À 57 ans, elle se sait pourtant en santé… Elle se demande si elle n’est pas en train de faire un mauvais rêve. Elle est intubée, en fait, reliée à un respirateur, mais elle ne le sait pas. On l’a plongée dans un coma artificiel. Elle se souvient. Tout a commencé par un picotement au bout des doigts. Puis, une grosse migraine. Elle est entrée d’urgence à l’hôpital, où on lui a fait passer une batterie de tests.

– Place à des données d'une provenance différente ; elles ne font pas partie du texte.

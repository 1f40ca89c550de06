//! Epochs, evoked averages and their time axes.

use serde::{Deserialize, Serialize};

use crate::error::{Error, Result};
use crate::sensor::SensorSpace;
use crate::types::Matrix;

/// Uniformly sampled time axis.
#[derive(Debug, Clone, Copy, PartialEq, Serialize, Deserialize)]
pub struct TimeAxis {
    /// Time of the first sample in seconds.
    pub t0: f64,
    /// Sampling frequency in Hz.
    pub sfreq: f64,
    /// Number of samples.
    pub n_times: usize,
}

impl TimeAxis {
    /// Create a time axis; `sfreq` must be positive and finite.
    pub fn new(t0: f64, sfreq: f64, n_times: usize) -> Result<Self> {
        if !(sfreq.is_finite() && sfreq > 0.0) {
            return Err(Error::invalid("sfreq", format!("{sfreq} Hz")));
        }
        Ok(Self { t0, sfreq, n_times })
    }

    /// Time of sample `i`.
    pub fn time(&self, i: usize) -> f64 {
        self.t0 + i as f64 / self.sfreq
    }

    /// Time of the last sample.
    pub fn end(&self) -> f64 {
        self.time(self.n_times.saturating_sub(1))
    }

    /// All sample times.
    pub fn times(&self) -> Vec<f64> {
        (0..self.n_times).map(|i| self.time(i)).collect()
    }

    /// Inclusive sample index range falling inside `[tmin, tmax]`.
    ///
    /// `None` bounds select from the first / to the last sample. Bounds are
    /// compared with half a sample of tolerance, so the returned endpoints
    /// are the nearest samples lying inside the range.
    pub fn index_range(&self, tmin: Option<f64>, tmax: Option<f64>) -> Result<(usize, usize)> {
        let start = self.t0;
        let end = self.end();
        let lo = tmin.unwrap_or(start);
        let hi = tmax.unwrap_or(end);
        let out_of_bounds = Error::TimeRange {
            tmin: lo,
            tmax: hi,
            start,
            end,
        };
        if self.n_times == 0 || lo > hi {
            return Err(out_of_bounds);
        }

        let half = 0.5 / self.sfreq;
        let first = ((lo - self.t0) * self.sfreq - 1e-9).ceil().max(0.0);
        let last = ((hi - self.t0) * self.sfreq + 1e-9).floor();
        if last < 0.0 || first > (self.n_times - 1) as f64 || hi < start - half || lo > end + half {
            return Err(out_of_bounds);
        }
        let first = first as usize;
        let last = (last as usize).min(self.n_times - 1);
        if first > last {
            return Err(out_of_bounds);
        }
        Ok((first, last))
    }

    /// Axis restricted to an inclusive index range.
    pub fn slice(&self, first: usize, last: usize) -> Self {
        Self {
            t0: self.time(first),
            sfreq: self.sfreq,
            n_times: last - first + 1,
        }
    }

    /// Same sampling grid within a fraction of a sample.
    pub fn matches(&self, other: &Self) -> bool {
        self.n_times == other.n_times
            && (self.sfreq - other.sfreq).abs() <= 1e-9 * self.sfreq
            && (self.t0 - other.t0).abs() <= 1e-3 / self.sfreq
    }
}

/// A labeled multichannel time window.
#[derive(Debug, Clone, PartialEq, Serialize, Deserialize)]
pub struct Epoch {
    /// Condition label.
    pub label: String,
    /// Samples, channels × time.
    pub data: Matrix,
    /// Time axis of the columns.
    pub times: TimeAxis,
}

impl Epoch {
    /// Create an epoch; the axis length must match the column count.
    pub fn new(label: impl Into<String>, data: Matrix, times: TimeAxis) -> Result<Self> {
        if data.ncols() != times.n_times {
            return Err(Error::shape(
                "epoch time axis",
                format!("{} samples", times.n_times),
                format!("{} columns", data.ncols()),
            ));
        }
        Ok(Self {
            label: label.into(),
            data,
            times,
        })
    }

    /// Columns inside `[tmin, tmax]`.
    pub fn crop(&self, tmin: Option<f64>, tmax: Option<f64>) -> Result<Self> {
        let (first, last) = self.times.index_range(tmin, tmax)?;
        Ok(Self {
            label: self.label.clone(),
            data: self.data.columns(first, last - first + 1).into_owned(),
            times: self.times.slice(first, last),
        })
    }
}

/// Epochs sharing a sensor space, grouped by condition label.
#[derive(Debug, Clone, PartialEq, Serialize, Deserialize)]
pub struct EpochSet {
    sensors: SensorSpace,
    epochs: Vec<Epoch>,
}

impl EpochSet {
    /// Create a set; every epoch must have one row per channel and the same
    /// time axis.
    pub fn new(sensors: SensorSpace, epochs: Vec<Epoch>) -> Result<Self> {
        if let Some(first) = epochs.first() {
            for epoch in &epochs {
                if epoch.data.nrows() != sensors.len() {
                    return Err(Error::shape(
                        "epoch channels",
                        format!("{} rows", sensors.len()),
                        format!("{} rows", epoch.data.nrows()),
                    ));
                }
                if !epoch.times.matches(&first.times) {
                    return Err(Error::shape(
                        "epoch time axis",
                        format!("{:?}", first.times),
                        format!("{:?}", epoch.times),
                    ));
                }
            }
        }
        Ok(Self { sensors, epochs })
    }

    /// Sensor space.
    pub fn sensors(&self) -> &SensorSpace {
        &self.sensors
    }

    /// All epochs.
    pub fn epochs(&self) -> &[Epoch] {
        &self.epochs
    }

    /// Number of epochs.
    pub fn len(&self) -> usize {
        self.epochs.len()
    }

    /// True when the set holds no epochs.
    pub fn is_empty(&self) -> bool {
        self.epochs.is_empty()
    }

    /// Distinct labels in first-seen order.
    pub fn labels(&self) -> Vec<&str> {
        let mut labels: Vec<&str> = Vec::new();
        for epoch in &self.epochs {
            if !labels.contains(&epoch.label.as_str()) {
                labels.push(&epoch.label);
            }
        }
        labels
    }

    /// New set holding only the epochs with `label`.
    pub fn select(&self, label: &str) -> Self {
        Self {
            sensors: self.sensors.clone(),
            epochs: self
                .epochs
                .iter()
                .filter(|e| e.label == label)
                .cloned()
                .collect(),
        }
    }

    /// New set with each channel's mean over `[tmin, tmax]` subtracted.
    pub fn apply_baseline(&self, tmin: Option<f64>, tmax: Option<f64>) -> Result<Self> {
        let epochs = self
            .epochs
            .iter()
            .map(|epoch| {
                let (first, last) = epoch.times.index_range(tmin, tmax)?;
                let width = last - first + 1;
                let mut data = epoch.data.clone();
                for mut row in data.row_iter_mut() {
                    let mean = row.columns(first, width).sum() / width as f64;
                    row.add_scalar_mut(-mean);
                }
                Ok(Epoch {
                    label: epoch.label.clone(),
                    data,
                    times: epoch.times,
                })
            })
            .collect::<Result<Vec<_>>>()?;
        Ok(Self {
            sensors: self.sensors.clone(),
            epochs,
        })
    }

    /// Sample mean of the epochs labeled `label`.
    pub fn average(&self, label: &str) -> Result<Evoked> {
        let members: Vec<&Epoch> = self.epochs.iter().filter(|e| e.label == label).collect();
        let first = members.first().ok_or(Error::InsufficientData {
            what: "epochs with the requested label",
            got: 0,
            need: 1,
        })?;
        let mut sum = Matrix::zeros(first.data.nrows(), first.data.ncols());
        for epoch in &members {
            sum += &epoch.data;
        }
        let nave = members.len();
        Ok(Evoked {
            label: label.to_string(),
            channel_names: self.sensors.names(),
            data: sum / nave as f64,
            times: first.times,
            nave: nave as f64,
        })
    }
}

/// Trial average for one condition.
#[derive(Debug, Clone, PartialEq, Serialize, Deserialize)]
pub struct Evoked {
    /// Condition label.
    pub label: String,
    /// Channel names, in row order.
    pub channel_names: Vec<String>,
    /// Averaged samples, channels × time.
    pub data: Matrix,
    /// Time axis of the columns.
    pub times: TimeAxis,
    /// Effective number of averaged trials.
    pub nave: f64,
}

impl Evoked {
    /// Wrap externally averaged data.
    pub fn new(
        label: impl Into<String>,
        sensors: &SensorSpace,
        data: Matrix,
        times: TimeAxis,
        nave: f64,
    ) -> Result<Self> {
        if data.nrows() != sensors.len() || data.ncols() != times.n_times {
            return Err(Error::shape(
                "evoked data",
                format!("{}x{}", sensors.len(), times.n_times),
                format!("{}x{}", data.nrows(), data.ncols()),
            ));
        }
        if !(nave.is_finite() && nave >= 1.0) {
            return Err(Error::invalid("nave", format!("{nave} < 1")));
        }
        Ok(Self {
            label: label.into(),
            channel_names: sensors.names(),
            data,
            times,
            nave,
        })
    }

    /// Columns inside `[tmin, tmax]`.
    pub fn crop(&self, tmin: Option<f64>, tmax: Option<f64>) -> Result<Self> {
        let (first, last) = self.times.index_range(tmin, tmax)?;
        Ok(Self {
            data: self.data.columns(first, last - first + 1).into_owned(),
            times: self.times.slice(first, last),
            ..self.clone()
        })
    }

    /// Weighted sum of evoked responses on the same channels and time axis.
    ///
    /// The effective `nave` follows the variance of a weighted sum of
    /// independent averages: `1 / Σ wᵢ² / naveᵢ`.
    pub fn linear_combination(terms: &[(&Evoked, f64)]) -> Result<Self> {
        let (first, _) = terms.first().ok_or(Error::InsufficientData {
            what: "evoked terms",
            got: 0,
            need: 1,
        })?;
        let mut data = Matrix::zeros(first.data.nrows(), first.data.ncols());
        let mut inv_nave = 0.0;
        for (evoked, weight) in terms {
            if evoked.channel_names != first.channel_names {
                return Err(Error::shape(
                    "evoked combination",
                    first.channel_names.join(","),
                    evoked.channel_names.join(","),
                ));
            }
            if !evoked.times.matches(&first.times) {
                return Err(Error::shape(
                    "evoked combination",
                    format!("{:?}", first.times),
                    format!("{:?}", evoked.times),
                ));
            }
            data += &evoked.data * *weight;
            inv_nave += weight * weight / evoked.nave;
        }
        let nave = if inv_nave > 0.0 { (1.0 / inv_nave).max(1.0) } else { 1.0 };
        let label = terms
            .iter()
            .map(|(e, w)| format!("{w:+}*{}", e.label))
            .collect::<Vec<_>>()
            .join(" ");
        Ok(Self {
            label,
            channel_names: first.channel_names.clone(),
            data,
            times: first.times,
            nave,
        })
    }
}

#[cfg(test)]
mod tests {
    use super::*;
    use crate::sensor::{Channel, ChannelKind};

    fn sensors() -> SensorSpace {
        SensorSpace::new(vec![
            Channel::new("E1", ChannelKind::Electrode),
            Channel::new("E2", ChannelKind::Electrode),
        ])
        .unwrap()
    }

    #[test]
    fn test_index_range_inside() {
        let axis = TimeAxis::new(-0.1, 100.0, 31).unwrap();
        let (first, last) = axis.index_range(Some(0.0), Some(0.1)).unwrap();
        assert_eq!(first, 10);
        assert_eq!(last, 20);
        assert!((axis.time(first) - 0.0).abs() < 1e-12);
        assert!((axis.time(last) - 0.1).abs() < 1e-12);
    }

    #[test]
    fn test_index_range_between_samples() {
        let axis = TimeAxis::new(0.0, 10.0, 11).unwrap();
        let (first, last) = axis.index_range(Some(0.15), Some(0.42)).unwrap();
        assert_eq!((first, last), (2, 4));
    }

    #[test]
    fn test_index_range_outside() {
        let axis = TimeAxis::new(0.0, 10.0, 11).unwrap();
        assert!(matches!(
            axis.index_range(Some(2.0), Some(3.0)),
            Err(Error::TimeRange { .. })
        ));
        assert!(axis.index_range(Some(-3.0), Some(-2.0)).is_err());
        assert!(axis.index_range(Some(0.5), Some(0.2)).is_err());
    }

    #[test]
    fn test_average_and_nave() {
        let axis = TimeAxis::new(0.0, 1.0, 2).unwrap();
        let a = Epoch::new("aud", Matrix::from_element(2, 2, 1.0), axis).unwrap();
        let b = Epoch::new("aud", Matrix::from_element(2, 2, 3.0), axis).unwrap();
        let c = Epoch::new("vis", Matrix::from_element(2, 2, 9.0), axis).unwrap();
        let set = EpochSet::new(sensors(), vec![a, b, c]).unwrap();

        assert_eq!(set.labels(), vec!["aud", "vis"]);
        let evoked = set.average("aud").unwrap();
        assert_eq!(evoked.nave, 2.0);
        assert!((evoked.data[(0, 0)] - 2.0).abs() < 1e-12);
        assert!(set.average("somato").is_err());
    }

    #[test]
    fn test_select_keeps_matching_label() {
        let axis = TimeAxis::new(0.0, 1.0, 2).unwrap();
        let epochs = ["aud", "vis", "aud"]
            .iter()
            .map(|label| Epoch::new(*label, Matrix::zeros(2, 2), axis).unwrap())
            .collect();
        let set = EpochSet::new(sensors(), epochs).unwrap();

        let aud = set.select("aud");
        assert_eq!(aud.len(), 2);
        assert_eq!(aud.labels(), vec!["aud"]);
        assert_eq!(aud.sensors().len(), 2);
        assert!(set.select("somato").is_empty());
    }

    #[test]
    fn test_baseline_removes_prestimulus_mean() {
        let axis = TimeAxis::new(-0.2, 10.0, 5).unwrap();
        let data =
            Matrix::from_row_slice(2, 5, &[1.0, 1.0, 1.0, 5.0, 5.0, 2.0, 4.0, 0.0, 0.0, 0.0]);
        let set = EpochSet::new(sensors(), vec![Epoch::new("x", data, axis).unwrap()]).unwrap();
        let corrected = set.apply_baseline(None, Some(0.0)).unwrap();
        let d = &corrected.epochs()[0].data;
        assert!(d[(0, 0)].abs() < 1e-12);
        assert!((d[(0, 3)] - 4.0).abs() < 1e-12);
        assert!(d[(1, 0)].abs() < 1e-12);
    }

    #[test]
    fn test_mismatched_epoch_rejected() {
        let axis = TimeAxis::new(0.0, 1.0, 2).unwrap();
        let bad = Epoch::new("x", Matrix::zeros(3, 2), axis).unwrap();
        assert!(EpochSet::new(sensors(), vec![bad]).is_err());
    }
}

Et maintenant, elle est là, immobile, impuissante, tandis que s’affairent autour d’elle les médecins, les infirmières, mais aussi son mari, sa fille, ses amis, qui tous, la croient inconsciente. «Comment les prévenir que je vais bien? Comment leur dire de ne pas s’inquiéter?» Elle entend tout. Et surtout, elle ressent tout. Personne ne le sait, mais elle a mal lorsqu’elle reçoit des traitements. La douleur est terrible quand on lui nettoie les sinus: «L’engin fourré dans ma bouche effectue des mouvements de va-et-vient; il me racle le fond de la langue. J’ai l’impression que l’on me sort les tripes.» Un autre jour, c’est une violente douleur à un sein qu’elle éprouve. Comme si on l’arrachait. Un médecin entouré d’internes, qui l’a choisie comme cobaye, dit: «Vous savez comment on peut s’assurer qu’une personne est vivante ou morte? Vous prenez un sein, comme ça, et vous le pincez en tirant d’un coup violent…»

 

À LIRE: L’héritage de Nelly Arcan

L’impression d’être livrée constamment à des séances de torture. Le désir de hurler de toutes ses forces sans qu’aucun son ne sorte. L’angoisse qui monte. Puis, la terreur, quand elle entend un médecin dire à son mari: «Il va falloir la débrancher. Plus rien ne fonctionne à part le coeur.» Cette expérience hallucinante, la Française Angèle Lieby l’a vécue. Elle la raconte dans un livre écrit en collaboration avec le journaliste Hervé de Chalendar, Une larme m’a sauvée (Les Éditions Transcontinental), vendu à plus de 100 000 exemplaires et traduit en plusieurs langues.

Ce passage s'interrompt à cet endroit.